Szef resortu zdrowia przedstawiając w Sejmie informację na temat obecnej sytuacji w służbie zdrowia oraz możliwości udzielania zaplanowanych wcześniej świadczeń zdrowotnych wskazał, że "decyzja ws. ograniczeń zabiegów nie miała charakteru reaktywnego, tylko proaktywny, przewidujący, że w najbliższych dniach dojdzie do eskalacji pandemii, że trzecia fala przyspieszy".

Zaszczepienie bez znaczenia

Minister dodał, że zaskakujące z jego punktu widzenia jest, że trzecia decyzja o ograniczeniu planowych przyjęć podjęta w trakcie pandemii wywołała tyle emocji. Jak przypomniał, decyzja taka zapadła w marcu ub.r., a także w październiku.

Mylą się ci, którzy sądzą, że to jest związane z tym, czy personel medyczny był zaszczepiony, czy nie, bo takie głosy padają. Zaszczepienie nie ma znaczenia. Ci ludzie, którzy wykonują zabiegi planowe są po prostu potrzebni bezpośrednio w walce z Covid-19 m.in. pracując przy łóżkach respiratorowych, które bardzo szybko się zapełniają – zauważył Niedzielski.

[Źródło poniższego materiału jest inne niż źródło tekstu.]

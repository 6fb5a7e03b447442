//! Normalization of a raw geocoder address-component bag into an [`Address`].

use revgeo_core::Address;

/// Keys that all denote the settlement a point belongs to.
const CITY_KEYS: [&str; 5] = ["suburb", "village", "town", "city", "hamlet"];

/// Maps raw address components onto the four [`Address`] fields.
///
/// - any key containing `"number"` becomes `street_number`
/// - `"road"` becomes `street`
/// - `suburb`, `village`, `town`, `city`, `hamlet` become `city`
/// - `"country"` becomes `country`
///
/// Other keys are ignored. When several keys land on the same field the last
/// one visited wins. An empty input yields an empty [`Address`].
#[must_use]
pub fn parse_address<'a, I>(components: I) -> Address
where
    I: IntoIterator<Item = (&'a String, &'a String)>,
{
    let mut address = Address::default();

    for (key, value) in components {
        let key = key.as_str();
        if key.contains("number") {
            address.street_number = Some(value.clone());
        } else if key == "road" {
            address.street = Some(value.clone());
        } else if CITY_KEYS.contains(&key) {
            address.city = Some(value.clone());
        } else if key == "country" {
            address.country = Some(value.clone());
        }
    }

    address
}
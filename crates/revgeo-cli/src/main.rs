mod surface;

use anyhow::Context;
use clap::{Args, Parser, Subcommand};
use revgeo_core::{AppConfig, Coordinates};
use revgeo_pipeline::{
    ControllerOptions, LocationResolver, LocationSnapshot, MapInteractionController, Waypoints,
};
use serde::Serialize;
use tracing_subscriber::EnvFilter;

use crate::surface::{FixedLocator, LoggingSurface};

#[derive(Debug, Parser)]
#[command(name = "revgeo")]
#[command(about = "Resolve map locations into addresses and summaries, and plan a route")]
struct Cli {
    #[command(subcommand)]
    command: Option<Commands>,
}

#[derive(Debug, Subcommand)]
enum Commands {
    /// Resolve a point as if it were clicked on the map (sets the origin).
    Resolve(PointArgs),
    /// Search a place by name (sets the destination).
    Search {
        query: String,
    },
    /// Click an origin, search a destination, then route between them.
    Route {
        #[arg(long, allow_hyphen_values = true)]
        from_lat: f64,
        #[arg(long, allow_hyphen_values = true)]
        from_lng: f64,
        /// Destination place name.
        to: String,
    },
    /// Press the home button: resolve the device position (or the fallback).
    Locate {
        #[arg(long, requires = "lng", allow_hyphen_values = true)]
        lat: Option<f64>,
        #[arg(long, requires = "lat", allow_hyphen_values = true)]
        lng: Option<f64>,
    },
}

#[derive(Debug, Args)]
struct PointArgs {
    #[arg(long, allow_hyphen_values = true)]
    lat: f64,
    #[arg(long, allow_hyphen_values = true)]
    lng: f64,
}

#[derive(Debug, Serialize)]
struct RouteOutput {
    waypoints: Waypoints,
    locations: LocationSnapshot,
}

type Controller = MapInteractionController<LoggingSurface, FixedLocator>;

fn build_controller(
    config: &AppConfig,
    device: Option<Coordinates>,
) -> anyhow::Result<Controller> {
    let resolver =
        LocationResolver::from_config(config).context("failed to build HTTP clients")?;
    Ok(MapInteractionController::new(
        resolver,
        LoggingSurface,
        FixedLocator(device),
        ControllerOptions::from(config),
    ))
}

fn print_json<T: Serialize>(value: &T) -> anyhow::Result<()> {
    println!("{}", serde_json::to_string_pretty(value)?);
    Ok(())
}

fn init_tracing(config: &AppConfig) -> anyhow::Result<()> {
    let env_filter = EnvFilter::try_from_default_env()
        .or_else(|_| EnvFilter::try_new(&config.log_level))?;
    tracing_subscriber::fmt()
        .with_env_filter(env_filter)
        .with_writer(std::io::stderr)
        .init();
    Ok(())
}

#[tokio::main]
async fn main() -> anyhow::Result<()> {
    // Arguments first: `--help` must work even with a broken `REVGEO_*` value.
    let cli = Cli::parse();
    let config = revgeo_core::load_app_config()?;
    init_tracing(&config)?;
    tracing::debug!(env = %config.env, ?config, "configuration loaded");

    run(cli, &config).await
}

async fn run(cli: Cli, config: &AppConfig) -> anyhow::Result<()> {
    match cli.command {
        Some(Commands::Resolve(point)) => {
            let at = Coordinates::new(point.lat, point.lng)?;
            let controller = build_controller(config, None)?;
            let record = controller
                .on_click(at)
                .await
                .unwrap_or_else(|| controller.detail());
            print_json(&record)?;
        }
        Some(Commands::Search { query }) => {
            let controller = build_controller(config, None)?;
            let Some(record) = controller.on_search(&query).await else {
                anyhow::bail!("no place found for '{query}'");
            };
            print_json(&record)?;
        }
        Some(Commands::Route {
            from_lat,
            from_lng,
            to,
        }) => {
            let from = Coordinates::new(from_lat, from_lng)?;
            let controller = build_controller(config, None)?;
            controller.on_click(from).await;
            if controller.on_search(&to).await.is_none() {
                anyhow::bail!("no place found for '{to}'");
            }
            let waypoints = controller.navigate();
            print_json(&RouteOutput {
                waypoints,
                locations: controller.store().snapshot(),
            })?;
        }
        Some(Commands::Locate { lat, lng }) => {
            let device = match (lat, lng) {
                (Some(lat), Some(lng)) => Some(Coordinates::new(lat, lng)?),
                _ => None,
            };
            let controller = build_controller(config, device)?;
            let record = controller
                .on_home_button()
                .await
                .unwrap_or_else(|| controller.detail());
            print_json(&record)?;
        }
        None => {
            let controller = build_controller(config, None)?;
            let record = controller.start().await;
            print_json(&record)?;
        }
    }

    Ok(())
}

Minister akcentował, że trudna decyzja o ograniczeniu świadczeń wykonywanych planowo wynikała z przewidywanego rozwoju sytuacji.

Krytyczny kwiecień

Za każdym razem, gdy taka decyzja była podjęta o ograniczeniu planowych przyjęć, te konsekwencje były inne. Na początku, przy tzw. pierwszej fali decyzja o ograniczeniu "planówek" spowodowała w kwietniu, który był krytyczny, jeśli chodzi o spadek zabiegów, w przypadku kilku zakresów (…) spadek średnio o 80 proc. poziomu z lat poprzednich zabiegów – podał szef MZ.

Minister podkreślił, że przyczynił się do tego wówczas m.in. lęk pacjentów przed przychodzeniem do szpitala. Ta sama decyzja podjęta w październiku spowodowała redukcję o ok. 60 proc. wykonywanych zabiegów w danych zakresach - dodał minister.

Chciałem bardzo wyraźnie powiedzieć, że onkologia jako taka, przez cały czas pandemii, nie była dotknięta tą daniną, czy koniecznością wygospodarowania łóżek na walkę z Covidem. Była otoczona buforem bezpieczeństwa i specjalnymi warunkami działania – zaznaczył Niedzielski.